Entries supplied
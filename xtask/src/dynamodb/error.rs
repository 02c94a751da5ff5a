//! Error types for DynamoDB operations.

use std::fmt::Display;

use thiserror::Error;

/// Result type alias for dynamodb module.
pub type Result<T> = std::result::Result<T, DynamodbError>;

/// Errors that can occur during DynamoDB operations.
#[derive(Error, Debug)]
pub enum DynamodbError {
    #[error("{operation} failed: {message}")]
    Sdk {
        operation: &'static str,
        message: String,
    },

    #[error("Table '{table_name}' does not exist, run `cargo xtask dynamodb deploy` first")]
    TableNotFound { table_name: String },

    #[error("Aborted")]
    UserCancelled,

    #[error("Table '{table_name}' did not become active after {seconds}s")]
    TableActivationTimeout { table_name: String, seconds: u64 },

    #[error("Prompt failed: {0}")]
    Prompt(#[from] dialoguer::Error),

    #[error("Cannot encode seed record: {0}")]
    Encode(String),
}

impl DynamodbError {
    /// Wrap an SDK failure with the DynamoDB operation that produced it.
    pub fn sdk(operation: &'static str, error: impl Display) -> Self {
        Self::Sdk {
            operation,
            message: error.to_string(),
        }
    }
}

Task statement
Write out each line exactly, as it is shown above.

Answer below
filename xtask/src/dynamodb/error.rs
repository 02c94a751da5ff5a
//! Error types for DynamoDB operations.

use std::fmt::Display;

use thiserror::Error;

/// Result type alias for dynamodb module.
pub type Result<T> = std::result::Result<T, DynamodbError>;

/// Errors that can occur during DynamoDB operations.
#[derive(Error, Debug)]
pub enum DynamodbError {
    #[error("{operation} failed: {message}")]
    Sdk {
        operation: &'static str,
        message: String,
    },

    #[error("Table '{table_name}' does not exist, run `cargo xtask dynamodb deploy` first")]
    TableNotFound { table_name: String },

    #[error("Aborted")]
    UserCancelled,

    #[error("Table '{table_name}' did not become active after {seconds}s")]
    TableActivationTimeout { table_name: String, seconds: u64 },

    #[error("Prompt failed: {0}")]
    Prompt(#[from] dialoguer::Error),

    #[error("Cannot encode seed record: {0}")]
    Encode(String),
}

impl DynamodbError {
    /// Wrap an SDK failure with the DynamoDB operation that produced it.
    pub fn sdk(operation: &'static str, error: impl Display) -> Self {
        Self::Sdk {
            operation,
            message: error.to_string(),
        }
    }
}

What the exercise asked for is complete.